(Records drawn from a dataset)
// git-town-rs: Git Town Branching Workflow Tool - Rust Port
//
// SPDX-FileCopyrightText: 2026 Romeo Ahmed
// SPDX-License-Identifier: GPL-3.0-or-later

use super::{Cli, Command, parse_from};
use clap::CommandFactory;

#[test]
fn test_cli_structure_is_valid() {
    Cli::command().debug_assert();
}

#[test]
fn test_parse_hack_with_branch() {
    let cli = parse_from(["git-town", "hack", "feature-x"]);
    match cli.command {
        Some(Command::Hack(args)) => assert_eq!(args.branch, "feature-x"),
        other => panic!("expected hack, got {other:?}"),
    }
}

#[test]
fn test_parse_sync_flags() {
    let cli = parse_from(["git-town", "sync", "--all", "--dry-run"]);
    match cli.command {
        Some(Command::Sync(args)) => {
            assert!(args.all);
            assert!(args.dry_run);
        }
        other => panic!("expected sync, got {other:?}"),
    }
}

#[test]
fn test_parse_ship_with_message() {
    let cli = parse_from(["git-town", "ship", "feature-x", "-m", "done"]);
    match cli.command {
        Some(Command::Ship(args)) => {
            assert_eq!(args.branch.as_deref(), Some("feature-x"));
            assert_eq!(args.message.as_deref(), Some("done"));
        }
        other => panic!("expected ship, got {other:?}"),
    }
}

#[test]
fn test_parse_rename_branch() {
    let cli = parse_from(["git-town", "rename-branch", "old", "new"]);
    match cli.command {
        Some(Command::RenameBranch(args)) => {
            assert_eq!(args.old, "old");
            assert_eq!(args.new, "new");
        }
        other => panic!("expected rename-branch, got {other:?}"),
    }
}

#[test]
fn test_debug_flag_is_global() {
    let cli = parse_from(["git-town", "sync", "--debug"]);
    assert!(cli.global.debug);
    let cli = parse_from(["git-town", "--debug", "status"]);
    assert!(cli.global.debug);
}

#[test]
fn test_parse_config_push_hook() {
    use super::config::ConfigSubcommand;
    let cli = parse_from(["git-town", "config", "push-hook", "--global", "no"]);
    match cli.command {
        Some(Command::Config(args)) => match args.subcommand {
            Some(ConfigSubcommand::PushHook { global, value }) => {
                assert!(global);
                assert_eq!(value.as_deref(), Some("no"));
            }
            other => panic!("expected push-hook, got {other:?}"),
        },
        other => panic!("expected config, got {other:?}"),
    }
}

#[test]
fn test_parse_kill_defaults_to_current_branch() {
    let cli = parse_from(["git-town", "kill"]);
    match cli.command {
        Some(Command::Kill(args)) => assert_eq!(args.branch, None),
        other => panic!("expected kill, got {other:?}"),
    }
}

* WORK ITEM *
Please reproduce the records above in their entirety, exactly as given.

* TASK ANSWER *
// git-town-rs: Git Town Branching Workflow Tool - Rust Port
//
// SPDX-FileCopyrightText: 2026 Romeo Ahmed
// SPDX-License-Identifier: GPL-3.0-or-later

use super::{Cli, Command, parse_from};
use clap::CommandFactory;

#[test]
fn test_cli_structure_is_valid() {
    Cli::command().debug_assert();
}

#[test]
fn test_parse_hack_with_branch() {
    let cli = parse_from(["git-town", "hack", "feature-x"]);
    match cli.command {
        Some(Command::Hack(args)) => assert_eq!(args.branch, "feature-x"),
        other => panic!("expected hack, got {other:?}"),
    }
}

#[test]
fn test_parse_sync_flags() {
    let cli = parse_from(["git-town", "sync", "--all", "--dry-run"]);
    match cli.command {
        Some(Command::Sync(args)) => {
            assert!(args.all);
            assert!(args.dry_run);
        }
        other => panic!("expected sync, got {other:?}"),
    }
}

#[test]
fn test_parse_ship_with_message() {
    let cli = parse_from(["git-town", "ship", "feature-x", "-m", "done"]);
    match cli.command {
        Some(Command::Ship(args)) => {
            assert_eq!(args.branch.as_deref(), Some("feature-x"));
            assert_eq!(args.message.as_deref(), Some("done"));
        }
        other => panic!("expected ship, got {other:?}"),
    }
}

#[test]
fn test_parse_rename_branch() {
    let cli = parse_from(["git-town", "rename-branch", "old", "new"]);
    match cli.command {
        Some(Command::RenameBranch(args)) => {
            assert_eq!(args.old, "old");
            assert_eq!(args.new, "new");
        }
        other => panic!("expected rename-branch, got {other:?}"),
    }
}

#[test]
fn test_debug_flag_is_global() {
    let cli = parse_from(["git-town", "sync", "--debug"]);
    assert!(cli.global.debug);
    let cli = parse_from(["git-town", "--debug", "status"]);
    assert!(cli.global.debug);
}

#[test]
fn test_parse_config_push_hook() {
    use super::config::ConfigSubcommand;
    let cli = parse_from(["git-town", "config", "push-hook", "--global", "no"]);
    match cli.command {
        Some(Command::Config(args)) => match args.subcommand {
            Some(ConfigSubcommand::PushHook { global, value }) => {
                assert!(global);
                assert_eq!(value.as_deref(), Some("no"));
            }
            other => panic!("expected push-hook, got {other:?}"),
        },
        other => panic!("expected config, got {other:?}"),
    }
}

#[test]
fn test_parse_kill_defaults_to_current_branch() {
    let cli = parse_from(["git-town", "kill"]);
    match cli.command {
        Some(Command::Kill(args)) => assert_eq!(args.branch, None),
        other => panic!("expected kill, got {other:?}"),
    }
}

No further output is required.